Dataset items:
┄┄┄┄┄┄

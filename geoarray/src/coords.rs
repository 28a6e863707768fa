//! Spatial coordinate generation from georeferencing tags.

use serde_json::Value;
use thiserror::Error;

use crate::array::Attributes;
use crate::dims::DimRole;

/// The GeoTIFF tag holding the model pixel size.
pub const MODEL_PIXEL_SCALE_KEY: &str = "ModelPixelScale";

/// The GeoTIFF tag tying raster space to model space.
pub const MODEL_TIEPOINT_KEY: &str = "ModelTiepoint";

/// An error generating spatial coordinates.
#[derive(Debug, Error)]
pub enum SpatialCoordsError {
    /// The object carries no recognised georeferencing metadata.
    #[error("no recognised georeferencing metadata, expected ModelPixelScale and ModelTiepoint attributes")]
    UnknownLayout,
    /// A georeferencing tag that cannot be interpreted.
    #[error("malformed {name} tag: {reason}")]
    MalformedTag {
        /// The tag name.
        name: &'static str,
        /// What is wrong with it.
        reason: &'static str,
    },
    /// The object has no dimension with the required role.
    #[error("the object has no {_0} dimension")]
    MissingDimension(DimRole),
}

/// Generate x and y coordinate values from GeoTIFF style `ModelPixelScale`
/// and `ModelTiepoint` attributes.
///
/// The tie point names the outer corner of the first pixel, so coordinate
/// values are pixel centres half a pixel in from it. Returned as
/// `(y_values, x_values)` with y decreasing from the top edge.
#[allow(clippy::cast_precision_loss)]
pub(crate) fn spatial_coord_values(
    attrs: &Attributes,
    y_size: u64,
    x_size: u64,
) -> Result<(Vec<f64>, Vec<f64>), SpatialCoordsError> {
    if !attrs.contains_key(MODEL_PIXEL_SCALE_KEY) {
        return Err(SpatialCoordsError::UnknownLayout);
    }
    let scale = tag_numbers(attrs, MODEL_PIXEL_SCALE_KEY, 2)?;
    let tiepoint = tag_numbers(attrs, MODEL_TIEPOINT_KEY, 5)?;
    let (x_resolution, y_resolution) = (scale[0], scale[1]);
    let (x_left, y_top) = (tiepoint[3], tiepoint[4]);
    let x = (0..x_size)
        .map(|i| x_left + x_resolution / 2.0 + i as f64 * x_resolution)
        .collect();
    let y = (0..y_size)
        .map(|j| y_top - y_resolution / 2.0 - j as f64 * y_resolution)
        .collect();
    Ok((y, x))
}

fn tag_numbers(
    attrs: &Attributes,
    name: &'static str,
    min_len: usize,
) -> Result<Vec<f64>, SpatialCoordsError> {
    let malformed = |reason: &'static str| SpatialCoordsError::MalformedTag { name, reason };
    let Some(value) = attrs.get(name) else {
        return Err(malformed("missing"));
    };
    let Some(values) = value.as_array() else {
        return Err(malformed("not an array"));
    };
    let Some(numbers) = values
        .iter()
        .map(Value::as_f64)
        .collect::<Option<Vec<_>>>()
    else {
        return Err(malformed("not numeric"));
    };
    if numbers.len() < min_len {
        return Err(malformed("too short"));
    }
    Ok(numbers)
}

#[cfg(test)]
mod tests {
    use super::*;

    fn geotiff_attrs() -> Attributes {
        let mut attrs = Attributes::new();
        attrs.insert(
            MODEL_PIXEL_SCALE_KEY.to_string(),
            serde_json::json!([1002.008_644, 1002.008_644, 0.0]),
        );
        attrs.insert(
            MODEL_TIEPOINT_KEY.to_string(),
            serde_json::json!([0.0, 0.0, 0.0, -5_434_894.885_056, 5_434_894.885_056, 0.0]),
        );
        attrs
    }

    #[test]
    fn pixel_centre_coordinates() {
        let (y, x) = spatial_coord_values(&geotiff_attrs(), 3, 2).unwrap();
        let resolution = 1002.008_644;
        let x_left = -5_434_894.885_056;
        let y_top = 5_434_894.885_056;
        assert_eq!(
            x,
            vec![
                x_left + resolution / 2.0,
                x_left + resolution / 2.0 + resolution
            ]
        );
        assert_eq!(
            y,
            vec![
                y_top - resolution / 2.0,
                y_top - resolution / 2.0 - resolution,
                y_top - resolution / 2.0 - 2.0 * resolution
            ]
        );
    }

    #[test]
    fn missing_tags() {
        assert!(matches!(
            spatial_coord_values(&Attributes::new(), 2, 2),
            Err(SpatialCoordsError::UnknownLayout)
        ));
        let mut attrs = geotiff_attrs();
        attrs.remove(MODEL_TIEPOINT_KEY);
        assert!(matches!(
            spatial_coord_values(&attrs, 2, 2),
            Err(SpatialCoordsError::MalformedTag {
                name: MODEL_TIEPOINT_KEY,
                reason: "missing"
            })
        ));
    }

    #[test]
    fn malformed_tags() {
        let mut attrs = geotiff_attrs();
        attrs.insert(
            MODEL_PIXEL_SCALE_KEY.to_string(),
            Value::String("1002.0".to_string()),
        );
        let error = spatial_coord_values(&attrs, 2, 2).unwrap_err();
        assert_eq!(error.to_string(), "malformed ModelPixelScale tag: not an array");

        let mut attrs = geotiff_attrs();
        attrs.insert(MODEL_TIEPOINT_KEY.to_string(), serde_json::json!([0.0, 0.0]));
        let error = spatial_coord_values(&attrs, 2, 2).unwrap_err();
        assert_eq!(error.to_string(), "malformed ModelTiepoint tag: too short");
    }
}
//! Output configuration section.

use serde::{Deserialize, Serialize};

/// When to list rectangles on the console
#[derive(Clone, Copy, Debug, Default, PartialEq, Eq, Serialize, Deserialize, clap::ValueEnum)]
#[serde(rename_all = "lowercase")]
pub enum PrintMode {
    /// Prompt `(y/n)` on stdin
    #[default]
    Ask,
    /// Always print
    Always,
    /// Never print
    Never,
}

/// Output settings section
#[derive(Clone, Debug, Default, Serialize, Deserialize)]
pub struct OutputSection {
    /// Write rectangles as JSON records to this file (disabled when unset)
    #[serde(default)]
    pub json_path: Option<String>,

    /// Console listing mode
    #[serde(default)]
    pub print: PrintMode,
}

┄┄┄┄┄┄

-- About this exercise --
Single out each line of the records above with the string "Serialize" in it, and copy it.

-- Problem solution --
use serde::{Deserialize, Serialize};
#[derive(Clone, Copy, Debug, Default, PartialEq, Eq, Serialize, Deserialize, clap::ValueEnum)]
#[derive(Clone, Debug, Default, Serialize, Deserialize)]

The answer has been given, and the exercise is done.